---------- Data for the task ----------

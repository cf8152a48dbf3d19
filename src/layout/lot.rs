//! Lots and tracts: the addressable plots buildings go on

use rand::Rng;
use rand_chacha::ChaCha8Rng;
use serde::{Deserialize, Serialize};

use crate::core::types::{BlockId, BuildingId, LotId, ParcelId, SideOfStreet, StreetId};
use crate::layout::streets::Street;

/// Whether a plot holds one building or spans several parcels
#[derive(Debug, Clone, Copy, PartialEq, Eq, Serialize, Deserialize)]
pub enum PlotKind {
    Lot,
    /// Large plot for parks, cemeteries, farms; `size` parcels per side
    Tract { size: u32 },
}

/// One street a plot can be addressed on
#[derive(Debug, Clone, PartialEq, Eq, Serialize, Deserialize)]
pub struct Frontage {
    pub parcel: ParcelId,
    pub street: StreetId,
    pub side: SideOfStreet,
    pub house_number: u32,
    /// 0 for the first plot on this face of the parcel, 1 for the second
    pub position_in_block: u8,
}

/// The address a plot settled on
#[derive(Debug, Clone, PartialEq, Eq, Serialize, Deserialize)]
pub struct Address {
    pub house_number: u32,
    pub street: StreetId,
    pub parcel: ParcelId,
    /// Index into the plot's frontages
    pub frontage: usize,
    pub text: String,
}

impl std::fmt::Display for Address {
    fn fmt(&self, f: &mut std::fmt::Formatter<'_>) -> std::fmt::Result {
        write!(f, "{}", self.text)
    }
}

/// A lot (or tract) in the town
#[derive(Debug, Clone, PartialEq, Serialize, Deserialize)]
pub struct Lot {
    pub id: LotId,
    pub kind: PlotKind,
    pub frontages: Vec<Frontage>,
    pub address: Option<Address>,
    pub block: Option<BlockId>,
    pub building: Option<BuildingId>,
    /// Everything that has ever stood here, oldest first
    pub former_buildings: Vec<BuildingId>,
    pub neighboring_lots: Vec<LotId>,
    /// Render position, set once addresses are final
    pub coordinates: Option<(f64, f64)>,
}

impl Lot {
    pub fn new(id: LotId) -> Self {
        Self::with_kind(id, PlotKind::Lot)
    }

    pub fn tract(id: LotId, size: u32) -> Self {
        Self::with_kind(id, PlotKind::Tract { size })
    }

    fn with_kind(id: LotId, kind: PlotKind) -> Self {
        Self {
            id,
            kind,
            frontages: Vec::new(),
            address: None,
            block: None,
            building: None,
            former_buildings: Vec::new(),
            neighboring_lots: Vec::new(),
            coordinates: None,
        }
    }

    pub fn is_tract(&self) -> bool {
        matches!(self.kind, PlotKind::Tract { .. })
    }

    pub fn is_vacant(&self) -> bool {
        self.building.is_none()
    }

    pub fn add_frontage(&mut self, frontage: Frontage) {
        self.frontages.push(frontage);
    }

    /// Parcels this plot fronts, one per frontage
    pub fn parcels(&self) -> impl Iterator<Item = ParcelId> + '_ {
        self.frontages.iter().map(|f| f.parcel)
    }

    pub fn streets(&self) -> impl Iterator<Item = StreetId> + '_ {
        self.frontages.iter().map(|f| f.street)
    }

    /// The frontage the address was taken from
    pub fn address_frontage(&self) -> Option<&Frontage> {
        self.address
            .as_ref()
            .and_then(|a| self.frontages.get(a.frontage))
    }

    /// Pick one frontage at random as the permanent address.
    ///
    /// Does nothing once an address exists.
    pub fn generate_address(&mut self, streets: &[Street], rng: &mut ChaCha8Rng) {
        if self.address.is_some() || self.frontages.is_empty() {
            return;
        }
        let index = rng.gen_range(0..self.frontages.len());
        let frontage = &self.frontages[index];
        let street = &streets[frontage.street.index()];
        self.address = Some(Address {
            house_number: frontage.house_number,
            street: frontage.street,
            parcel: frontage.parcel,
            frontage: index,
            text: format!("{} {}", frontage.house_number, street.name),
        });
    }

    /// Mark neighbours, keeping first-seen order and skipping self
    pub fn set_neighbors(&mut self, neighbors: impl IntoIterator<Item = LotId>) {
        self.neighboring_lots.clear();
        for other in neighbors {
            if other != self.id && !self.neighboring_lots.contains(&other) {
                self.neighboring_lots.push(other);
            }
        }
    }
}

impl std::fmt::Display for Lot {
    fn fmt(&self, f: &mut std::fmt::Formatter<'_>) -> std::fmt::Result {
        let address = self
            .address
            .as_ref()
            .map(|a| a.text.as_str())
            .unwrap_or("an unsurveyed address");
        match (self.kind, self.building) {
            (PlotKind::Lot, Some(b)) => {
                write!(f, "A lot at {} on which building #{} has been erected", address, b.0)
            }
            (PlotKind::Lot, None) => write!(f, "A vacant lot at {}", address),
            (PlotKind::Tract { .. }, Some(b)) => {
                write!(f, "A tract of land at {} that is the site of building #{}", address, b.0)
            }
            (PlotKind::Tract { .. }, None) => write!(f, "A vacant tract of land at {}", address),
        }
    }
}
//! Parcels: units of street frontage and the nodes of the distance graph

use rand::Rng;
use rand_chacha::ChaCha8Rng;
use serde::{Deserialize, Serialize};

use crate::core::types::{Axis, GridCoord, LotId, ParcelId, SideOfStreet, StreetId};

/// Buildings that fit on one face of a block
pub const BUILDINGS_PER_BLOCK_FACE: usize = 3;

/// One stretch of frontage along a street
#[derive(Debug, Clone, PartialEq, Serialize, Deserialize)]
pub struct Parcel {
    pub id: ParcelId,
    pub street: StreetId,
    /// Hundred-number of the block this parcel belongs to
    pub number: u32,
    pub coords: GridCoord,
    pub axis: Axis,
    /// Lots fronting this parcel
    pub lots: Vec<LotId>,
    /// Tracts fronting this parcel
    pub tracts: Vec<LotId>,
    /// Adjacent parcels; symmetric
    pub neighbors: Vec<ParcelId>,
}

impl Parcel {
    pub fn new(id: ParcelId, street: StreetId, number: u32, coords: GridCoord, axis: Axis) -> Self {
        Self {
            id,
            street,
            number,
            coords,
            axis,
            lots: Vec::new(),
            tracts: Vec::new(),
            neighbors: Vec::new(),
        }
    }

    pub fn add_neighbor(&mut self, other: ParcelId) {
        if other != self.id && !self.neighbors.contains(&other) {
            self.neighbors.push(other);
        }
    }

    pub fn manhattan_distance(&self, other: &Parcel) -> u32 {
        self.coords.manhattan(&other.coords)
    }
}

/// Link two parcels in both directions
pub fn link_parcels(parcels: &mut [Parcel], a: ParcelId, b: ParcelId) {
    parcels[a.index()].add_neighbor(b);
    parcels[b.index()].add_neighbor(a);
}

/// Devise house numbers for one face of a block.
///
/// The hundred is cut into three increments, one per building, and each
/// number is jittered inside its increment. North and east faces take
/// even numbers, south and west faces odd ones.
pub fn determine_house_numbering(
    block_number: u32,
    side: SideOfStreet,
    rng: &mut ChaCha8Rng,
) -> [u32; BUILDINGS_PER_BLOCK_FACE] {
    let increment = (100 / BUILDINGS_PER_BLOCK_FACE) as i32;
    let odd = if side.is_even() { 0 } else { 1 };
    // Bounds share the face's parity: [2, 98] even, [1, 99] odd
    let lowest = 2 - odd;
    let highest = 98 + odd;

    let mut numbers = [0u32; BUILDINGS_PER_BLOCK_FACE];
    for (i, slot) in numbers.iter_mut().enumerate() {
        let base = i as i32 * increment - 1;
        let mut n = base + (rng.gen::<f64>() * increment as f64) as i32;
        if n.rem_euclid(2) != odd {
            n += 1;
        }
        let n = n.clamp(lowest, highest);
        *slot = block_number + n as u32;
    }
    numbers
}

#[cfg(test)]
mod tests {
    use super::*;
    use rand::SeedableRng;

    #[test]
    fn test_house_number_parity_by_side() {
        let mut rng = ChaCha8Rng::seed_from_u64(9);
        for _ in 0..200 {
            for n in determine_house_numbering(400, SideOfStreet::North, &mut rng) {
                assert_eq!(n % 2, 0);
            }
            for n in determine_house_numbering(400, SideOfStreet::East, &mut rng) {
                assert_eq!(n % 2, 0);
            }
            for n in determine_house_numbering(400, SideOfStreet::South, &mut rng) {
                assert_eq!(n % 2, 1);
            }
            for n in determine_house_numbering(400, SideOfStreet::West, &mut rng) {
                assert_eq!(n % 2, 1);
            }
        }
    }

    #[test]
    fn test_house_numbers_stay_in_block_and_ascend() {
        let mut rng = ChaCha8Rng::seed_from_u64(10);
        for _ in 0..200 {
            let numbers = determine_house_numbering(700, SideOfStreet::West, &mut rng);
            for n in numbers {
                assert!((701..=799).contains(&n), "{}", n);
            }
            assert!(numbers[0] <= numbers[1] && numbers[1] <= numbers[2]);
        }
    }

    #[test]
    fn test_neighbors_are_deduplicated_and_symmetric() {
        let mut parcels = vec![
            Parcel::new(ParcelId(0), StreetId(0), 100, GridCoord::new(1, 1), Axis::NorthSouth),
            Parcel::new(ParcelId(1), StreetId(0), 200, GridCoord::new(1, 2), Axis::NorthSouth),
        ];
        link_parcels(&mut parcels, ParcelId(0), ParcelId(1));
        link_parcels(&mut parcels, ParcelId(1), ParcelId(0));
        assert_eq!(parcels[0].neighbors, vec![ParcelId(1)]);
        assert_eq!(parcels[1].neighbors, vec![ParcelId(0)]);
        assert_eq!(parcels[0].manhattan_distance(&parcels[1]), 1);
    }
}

----------

**Exercise aim:** Please write out, exactly as they appear above, only the lines in the stretch from the line with "in both directions" through the line with "let odd = if".

**Output below:**
/// Link two parcels in both directions
pub fn link_parcels(parcels: &mut [Parcel], a: ParcelId, b: ParcelId) {
    parcels[a.index()].add_neighbor(b);
    parcels[b.index()].add_neighbor(a);
}

/// Devise house numbers for one face of a block.
///
/// The hundred is cut into three increments, one per building, and each
/// number is jittered inside its increment. North and east faces take
/// even numbers, south and west faces odd ones.
pub fn determine_house_numbering(
    block_number: u32,
    side: SideOfStreet,
    rng: &mut ChaCha8Rng,
) -> [u32; BUILDINGS_PER_BLOCK_FACE] {
    let increment = (100 / BUILDINGS_PER_BLOCK_FACE) as i32;
    let odd = if side.is_even() { 0 } else { 1 };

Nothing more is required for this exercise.